Pull out from the material below all lines with "WebhookEvent".
######
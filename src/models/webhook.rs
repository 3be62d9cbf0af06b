// SPDX-License-Identifier: MIT
// Copyright 2026 Roland Dreier <roland@rolandd.dev>

//! Strava webhook event envelope.

use crate::error::AppError;
use serde::{Deserialize, Serialize};
use std::collections::HashMap;

/// Kind of change a webhook event announces.
#[derive(Debug, Clone, Copy, PartialEq, Eq, Serialize, Deserialize)]
#[serde(rename_all = "lowercase")]
pub enum AspectType {
    Create,
    Update,
    Delete,
}

/// Event pushed by Strava when an activity or athlete changes.
///
/// Only `aspect_type == create` for activity objects triggers a sync; the
/// rest are acknowledged and skipped.
#[derive(Debug, Clone, PartialEq, Serialize, Deserialize)]
pub struct WebhookEvent {
    pub aspect_type: AspectType,
    /// Event timestamp (Unix epoch seconds)
    pub event_time: i64,
    /// Activity ID for activity events, athlete ID for athlete events
    pub object_id: u64,
    /// "activity" or "athlete"
    pub object_type: String,
    /// Athlete owning the object
    pub owner_id: u64,
    pub subscription_id: u64,
    /// Changed fields on update events (e.g. {"title": "..."}); empty for
    /// create events
    #[serde(default)]
    pub updates: HashMap<String, String>,
}

impl WebhookEvent {
    /// Parse an event from the inbound webhook body.
    pub fn from_value(raw: serde_json::Value) -> Result<Self, AppError> {
        serde_json::from_value(raw).map_err(|e| AppError::Validation(e.to_string()))
    }
}
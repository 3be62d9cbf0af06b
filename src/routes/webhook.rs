// SPDX-License-Identifier: MIT
// Copyright 2026 Roland Dreier <roland@rolandd.dev>

//! Webhook routes for Strava events.

use crate::models::{AspectType, WebhookEvent};
use crate::AppState;
use axum::{
    extract::{Json, Query, State},
    http::StatusCode,
    response::IntoResponse,
    routing::get,
    Router,
};
use serde::{Deserialize, Serialize};
use std::sync::Arc;

/// Webhook routes.
pub fn routes() -> Router<Arc<AppState>> {
    Router::new().route("/webhook", get(verify).post(handle_event))
}

/// Strava webhook verification query params.
#[derive(Deserialize)]
struct VerifyParams {
    #[serde(rename = "hub.mode")]
    mode: String,
    #[serde(rename = "hub.challenge")]
    challenge: String,
    #[serde(rename = "hub.verify_token")]
    verify_token: String,
}

/// Verification response.
#[derive(Serialize, Default)]
struct VerifyResponse {
    #[serde(rename = "hub.challenge")]
    challenge: String,
}

/// Verify webhook subscription (GET).
async fn verify(
    State(state): State<Arc<AppState>>,
    Query(params): Query<VerifyParams>,
) -> impl IntoResponse {
    if params.mode == "subscribe" && params.verify_token == state.config.webhook_verify_token {
        tracing::info!("Webhook subscription verified");
        (
            StatusCode::OK,
            Json(VerifyResponse {
                challenge: params.challenge,
            }),
        )
    } else {
        tracing::warn!(
            mode = %params.mode,
            "Webhook verification failed: invalid token"
        );
        (StatusCode::FORBIDDEN, Json(VerifyResponse::default()))
    }
}

/// Handle incoming webhook events (POST).
///
/// Always answers 200 so Strava does not re-deliver; pipeline failures are
/// logged and surfaced through monitoring instead.
async fn handle_event(
    State(state): State<Arc<AppState>>,
    Json(payload): Json<serde_json::Value>,
) -> StatusCode {
    let event = match WebhookEvent::from_value(payload) {
        Ok(e) => e,
        Err(e) => {
            tracing::error!(error = %e, "Failed to parse webhook event");
            return StatusCode::OK;
        }
    };

    tracing::info!(
        object_type = %event.object_type,
        object_id = event.object_id,
        aspect_type = ?event.aspect_type,
        owner_id = event.owner_id,
        "Webhook event received"
    );

    match (event.object_type.as_str(), event.aspect_type) {
        ("activity", AspectType::Create) => {
            if let Err(e) = state.sync.run(event.object_id).await {
                tracing::error!(
                    activity_id = event.object_id,
                    error = %e,
                    "Failed to sync activity"
                );
            }
        }
        _ => {
            tracing::info!(
                object_type = %event.object_type,
                aspect_type = ?event.aspect_type,
                updates = ?event.updates,
                "Skipping non-create event"
            );
        }
    }

    StatusCode::OK
}
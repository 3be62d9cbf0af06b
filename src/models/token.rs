// SPDX-License-Identifier: MIT
// Copyright 2026 Roland Dreier <roland@rolandd.dev>

//! Strava OAuth credentials.

/// OAuth credential set for the Strava API.
///
/// Immutable value: a refresh produces a new set wholesale, the old one is
/// never mutated. Held for the duration of one sync operation only and
/// never persisted.
#[derive(Debug, Clone, PartialEq, Eq)]
pub struct TokenSet {
    /// Strava OAuth application ID
    pub client_id: u64,
    /// Strava OAuth application secret
    pub client_secret: String,
    /// Long-lived refresh token from the initial authorization
    pub refresh_token: String,
    /// Short-lived bearer token; empty until the first refresh
    pub access_token: String,
}

impl TokenSet {
    /// Copy of this set with the access token replaced.
    pub fn with_access_token(&self, access_token: impl Into<String>) -> Self {
        Self {
            access_token: access_token.into(),
            ..self.clone()
        }
    }
}
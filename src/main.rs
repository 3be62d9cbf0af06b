// SPDX-License-Identifier: MIT
// Copyright 2026 Roland Dreier <roland@rolandd.dev>

//! strava-bq-sync API server
//!
//! Receives Strava webhook events and syncs newly created activities into
//! the BigQuery activities table.

use std::sync::Arc;
use strava_bq_sync::{
    config::Config,
    db::{BigQueryWriter, WriteActivities},
    services::{StravaClient, SyncService},
    AppState,
};
use tracing_subscriber::{layer::SubscriberExt, util::SubscriberInitExt};

#[tokio::main]
async fn main() -> Result<(), Box<dyn std::error::Error>> {
    // Initialize structured JSON logging for GCP
    init_logging();

    // Load configuration from environment
    let config = Config::from_env()?;
    tracing::info!(port = config.port, "Starting strava-bq-sync API");

    let writer = Arc::new(BigQueryWriter::new(
        &config.gcp_project_id,
        &config.bq_dataset,
    ));

    // One-shot table setup: `strava-bq-sync create-table`
    if std::env::args().nth(1).as_deref() == Some("create-table") {
        writer.create_activities_table().await?;
        tracing::info!(dataset = %config.bq_dataset, "Activities table created");
        return Ok(());
    }

    // Initialize Strava client and sync pipeline
    let strava = StravaClient::new(config.strava_api.clone())?;
    let sync = SyncService::new(strava, config.tokens(), writer);

    // Build shared state
    let state = Arc::new(AppState {
        config: config.clone(),
        sync,
    });

    // Build router
    let app = strava_bq_sync::routes::create_router(state);

    // Start server
    let addr = format!("0.0.0.0:{}", config.port);
    let listener = tokio::net::TcpListener::bind(&addr).await?;
    tracing::info!(address = %addr, "Server listening");

    axum::serve(listener, app).await?;
    Ok(())
}

/// Initialize structured JSON logging (GCP-compliant).
fn init_logging() {
    let format = tracing_subscriber::fmt::layer()
        .json()
        .with_target(false)
        .with_current_span(true)
        .flatten_event(true);

    tracing_subscriber::registry()
        .with(
            tracing_subscriber::EnvFilter::from_default_env()
                .add_directive(
                    "strava_bq_sync=debug"
                        .parse()
                        .expect("valid logging directive"),
                )
                .add_directive("info".parse().expect("valid logging directive")),
        )
        .with(format)
        .init();
}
######
**RESPONSE**
pub struct WebhookEvent {
impl WebhookEvent {
use crate::models::{AspectType, WebhookEvent};
    let event = match WebhookEvent::from_value(payload) {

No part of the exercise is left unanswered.